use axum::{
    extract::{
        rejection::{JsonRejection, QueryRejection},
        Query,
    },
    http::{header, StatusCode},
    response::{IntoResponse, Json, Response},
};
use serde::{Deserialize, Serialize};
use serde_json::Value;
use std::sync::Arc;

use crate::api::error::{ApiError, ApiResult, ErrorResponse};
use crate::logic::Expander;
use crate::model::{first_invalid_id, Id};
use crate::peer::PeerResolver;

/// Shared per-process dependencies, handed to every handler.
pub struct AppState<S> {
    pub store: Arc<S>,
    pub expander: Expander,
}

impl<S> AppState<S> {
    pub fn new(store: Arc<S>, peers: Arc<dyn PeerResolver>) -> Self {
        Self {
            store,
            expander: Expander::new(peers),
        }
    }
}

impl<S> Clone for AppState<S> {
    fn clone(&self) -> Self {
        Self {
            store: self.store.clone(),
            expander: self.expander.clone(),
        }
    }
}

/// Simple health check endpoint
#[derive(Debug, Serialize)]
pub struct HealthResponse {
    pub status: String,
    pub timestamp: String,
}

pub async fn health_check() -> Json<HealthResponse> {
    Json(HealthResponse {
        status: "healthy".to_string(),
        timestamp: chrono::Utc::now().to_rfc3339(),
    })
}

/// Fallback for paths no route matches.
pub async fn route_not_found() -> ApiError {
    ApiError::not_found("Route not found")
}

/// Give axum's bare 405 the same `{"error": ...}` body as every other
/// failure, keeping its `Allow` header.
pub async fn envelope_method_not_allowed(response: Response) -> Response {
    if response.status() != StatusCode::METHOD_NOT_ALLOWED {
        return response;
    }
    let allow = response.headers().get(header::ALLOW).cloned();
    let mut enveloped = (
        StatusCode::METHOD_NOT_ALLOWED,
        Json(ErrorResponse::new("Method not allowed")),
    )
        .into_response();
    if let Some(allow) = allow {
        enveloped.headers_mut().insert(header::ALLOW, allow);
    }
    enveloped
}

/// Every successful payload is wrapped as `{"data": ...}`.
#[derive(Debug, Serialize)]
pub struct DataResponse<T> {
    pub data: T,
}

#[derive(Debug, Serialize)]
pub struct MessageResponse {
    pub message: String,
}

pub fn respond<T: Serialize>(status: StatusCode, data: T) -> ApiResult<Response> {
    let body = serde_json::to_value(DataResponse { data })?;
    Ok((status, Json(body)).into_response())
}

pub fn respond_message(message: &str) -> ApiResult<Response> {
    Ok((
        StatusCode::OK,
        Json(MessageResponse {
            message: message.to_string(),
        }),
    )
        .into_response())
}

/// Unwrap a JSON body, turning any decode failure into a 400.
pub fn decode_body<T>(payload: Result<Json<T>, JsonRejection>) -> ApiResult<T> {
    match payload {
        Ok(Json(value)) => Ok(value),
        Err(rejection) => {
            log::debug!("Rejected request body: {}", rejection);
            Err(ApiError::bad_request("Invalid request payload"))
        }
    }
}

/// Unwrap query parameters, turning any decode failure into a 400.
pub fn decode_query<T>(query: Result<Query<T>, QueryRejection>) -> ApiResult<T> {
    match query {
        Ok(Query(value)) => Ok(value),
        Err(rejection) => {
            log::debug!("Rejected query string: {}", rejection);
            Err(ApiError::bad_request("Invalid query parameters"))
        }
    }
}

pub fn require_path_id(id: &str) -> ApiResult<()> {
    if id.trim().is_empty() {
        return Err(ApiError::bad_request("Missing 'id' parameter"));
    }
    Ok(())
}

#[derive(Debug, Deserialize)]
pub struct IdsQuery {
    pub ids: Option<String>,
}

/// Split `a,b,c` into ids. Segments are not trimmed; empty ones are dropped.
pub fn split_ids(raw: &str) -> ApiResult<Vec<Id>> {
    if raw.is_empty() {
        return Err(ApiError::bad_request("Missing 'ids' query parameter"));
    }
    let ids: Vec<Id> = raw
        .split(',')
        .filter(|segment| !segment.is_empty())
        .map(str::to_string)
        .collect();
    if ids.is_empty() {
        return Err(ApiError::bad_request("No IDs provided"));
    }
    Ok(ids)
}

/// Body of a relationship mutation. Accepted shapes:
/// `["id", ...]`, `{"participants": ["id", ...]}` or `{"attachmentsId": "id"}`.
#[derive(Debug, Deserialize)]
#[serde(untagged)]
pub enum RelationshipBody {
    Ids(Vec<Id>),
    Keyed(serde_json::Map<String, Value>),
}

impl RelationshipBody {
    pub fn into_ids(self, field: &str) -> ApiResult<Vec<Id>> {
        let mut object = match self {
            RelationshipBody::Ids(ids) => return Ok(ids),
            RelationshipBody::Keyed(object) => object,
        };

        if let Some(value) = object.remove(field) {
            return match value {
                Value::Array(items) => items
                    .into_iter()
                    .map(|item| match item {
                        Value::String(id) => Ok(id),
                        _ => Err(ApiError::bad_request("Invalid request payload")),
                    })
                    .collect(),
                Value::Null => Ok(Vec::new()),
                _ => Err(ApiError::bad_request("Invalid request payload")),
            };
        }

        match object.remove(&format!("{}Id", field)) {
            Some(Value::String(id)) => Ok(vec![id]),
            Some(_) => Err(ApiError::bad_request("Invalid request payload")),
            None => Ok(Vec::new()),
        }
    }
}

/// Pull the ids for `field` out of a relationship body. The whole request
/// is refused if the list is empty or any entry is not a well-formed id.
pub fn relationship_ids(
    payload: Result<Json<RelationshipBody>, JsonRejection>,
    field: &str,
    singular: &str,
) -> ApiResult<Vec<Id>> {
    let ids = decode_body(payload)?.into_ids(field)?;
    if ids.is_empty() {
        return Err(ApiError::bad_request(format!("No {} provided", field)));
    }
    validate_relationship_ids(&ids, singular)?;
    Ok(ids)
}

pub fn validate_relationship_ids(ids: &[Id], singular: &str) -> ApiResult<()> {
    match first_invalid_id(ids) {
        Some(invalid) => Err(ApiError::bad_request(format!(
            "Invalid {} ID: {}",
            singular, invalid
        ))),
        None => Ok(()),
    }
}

+---+

[WORK ITEM]
Find the string "failure" in the listing and return every line that holds it.

[RESULT BELOW]
/// failure, keeping its `Allow` header.
/// Unwrap a JSON body, turning any decode failure into a 400.
/// Unwrap query parameters, turning any decode failure into a 400.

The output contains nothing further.